On the midnight of 15th March, The Malaysian Insider closed the doors to its newsroom. After almost 8 years, the highly prolific and often controversial online portal wrapped the business due to financial constraints.

In my university years while studying journalism, I often saw The Malaysian Insider as a more swashbuckling journalistic force. Compared to Malaysiakini, TMI’s reporting was more sober, politically-focused and had a sense of integrity that’s made it popular among its readers. It also helped greatly that access to its articles was free.

In my final year, I had a conversation with a good friend of mine of where we might head to after we graduate. The both of us agreed somehow that I, the more political of the both of us, will be right at home in TMI, while she would be with BFM 89.9, a rising name in Malaysian talk radio.

How ironic that we both ended up in the opposite media organisations. I, now, the radio journalist, while she the (former) sub-editor of the online portal.

For many years, TMI has received a lot of flak from government officials. Especially Rahman Dahlan, the Minister of Urban Wellbeing, Housing and Local Government, who is often quick to make controversial statements and criticise TMI when they report it. Perhaps in many instances, TMI can be faulted for click-bait headlines that often do not represent the complete truth of the report. This however, is true of any media organisation.

It was in its final year however, when The Edge Media Group bought over TMI is when trouble stirred into deeper pools. The Edge’s aggressive reporting on 1MDB, paired on TMI’s platform – I believe, was too much for the government to ignore. The Edge stayed rooted to its financial and economic reporting roots, and TMI became its political arm. A successful version of FZ.com that The Edge never got to realise.
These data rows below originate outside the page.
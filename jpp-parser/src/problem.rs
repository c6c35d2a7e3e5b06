use crate::{JPProblem, JudgingConfig, StatementConfig, TestCasesConfig};
use anyhow::Result;
use std::collections::HashMap;

/// Example JPP problem definitions for different problem types

impl JPProblem {
    /// Create a standard IOI-style problem
    pub fn new_standard(id: String, title: String) -> Self {
        Self {
            id,
            title,
            time_limit_ms: 1000,
            memory_limit_kb: 256 * 1024,
            judging: JudgingConfig {
                plugin_type: "judicia/standard@1.0".to_string(),
                config: HashMap::new(),
            },
            statement: None,
            test_cases: None,
            metadata: None,
        }
    }
    
    /// Create an interactive problem
    pub fn new_interactive(id: String, title: String, interactor_source: String) -> Self {
        let mut judging_config = HashMap::new();
        judging_config.insert(
            "interactor".to_string(),
            serde_json::json!({
                "source": interactor_source,
                "language": "cpp.g++17"
            })
        );
        
        Self {
            id,
            title,
            time_limit_ms: 1000,
            memory_limit_kb: 256 * 1024,
            judging: JudgingConfig {
                plugin_type: "judicia/interactive@1.0".to_string(),
                config: judging_config,
            },
            statement: None,
            test_cases: None,
            metadata: None,
        }
    }
    
    /// Create a special judge problem
    pub fn new_special_judge(id: String, title: String, checker_source: String) -> Self {
        let mut judging_config = HashMap::new();
        judging_config.insert(
            "checker".to_string(),
            serde_json::json!({
                "source": checker_source,
                "language": "cpp.g++17"
            })
        );
        
        Self {
            id,
            title,
            time_limit_ms: 1000,
            memory_limit_kb: 256 * 1024,
            judging: JudgingConfig {
                plugin_type: "judicia/special-judge@1.0".to_string(),
                config: judging_config,
            },
            statement: None,
            test_cases: None,
            metadata: None,
        }
    }
    
    pub fn with_statement(mut self, source: String) -> Self {
        self.statement = Some(StatementConfig {
            format: crate::StatementFormat::Markdown,
            source,
            language: Some("en".to_string()),
        });
        self
    }
    
    pub fn with_test_cases(mut self, input_pattern: String, output_pattern: String) -> Self {
        self.test_cases = Some(TestCasesConfig {
            input_pattern: Some(input_pattern),
            output_pattern: Some(output_pattern),
            generator: None,
        });
        self
    }
    
    pub fn with_metadata(mut self, key: String, value: serde_json::Value) -> Self {
        if self.metadata.is_none() {
            self.metadata = Some(HashMap::new());
        }
        self.metadata.as_mut().unwrap().insert(key, value);
        self
    }
}

#[cfg(test)]
mod tests {
    use super::*;
    
    #[test]
    fn test_create_standard_problem() {
        let problem = JPProblem::new_standard("A001".to_string(), "Test Problem".to_string());
        assert_eq!(problem.id, "A001");
        assert_eq!(problem.title, "Test Problem");
        assert_eq!(problem.judging.plugin_type, "judicia/standard@1.0");
    }
    
    #[test]
    fn test_create_interactive_problem() {
        let problem = JPProblem::new_interactive(
            "B001".to_string(),
            "Interactive Problem".to_string(),
            "judge/interactor.cpp".to_string(),
        );
        assert_eq!(problem.judging.plugin_type, "judicia/interactive@1.0");
        assert!(problem.judging.config.contains_key("interactor"));
    }
}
Less than two months ago, the Malaysian online regulators, MCMC, blocked access to The Malaysian Insider, a treatment they applied with The Sarawak Report many months before. TMI tried to get around this by providing a mirror site using the address themalaysianoutsider.com. It was very tongue-in-cheek, but the damage was already done.

With a dip in audience numbers so badly needed for an online portal that survived on advertising, commercial reasons was perhaps a reason why TMI saw its final sunset just days after the 2016 eclipse.

Good journalism isn’t free and TMI’s shut-down is evidence. The financial models for media organisation ranges from paywalls to subscription, but if no one is willing to pay with their wallets – vital reportage cannot be realised. I will put here for the record that many of my socio-political musings were published by TMI, after good correction by their team of diligent (sub)-editors.

The Malaysian Insider occupied a very important space for alternative discourse in Malaysian politics. We have lost a valuable voice in local journalism. Its news, sharp reporting and the team behind it will always have a special place in my heart. Thank you and goodnight, TMI.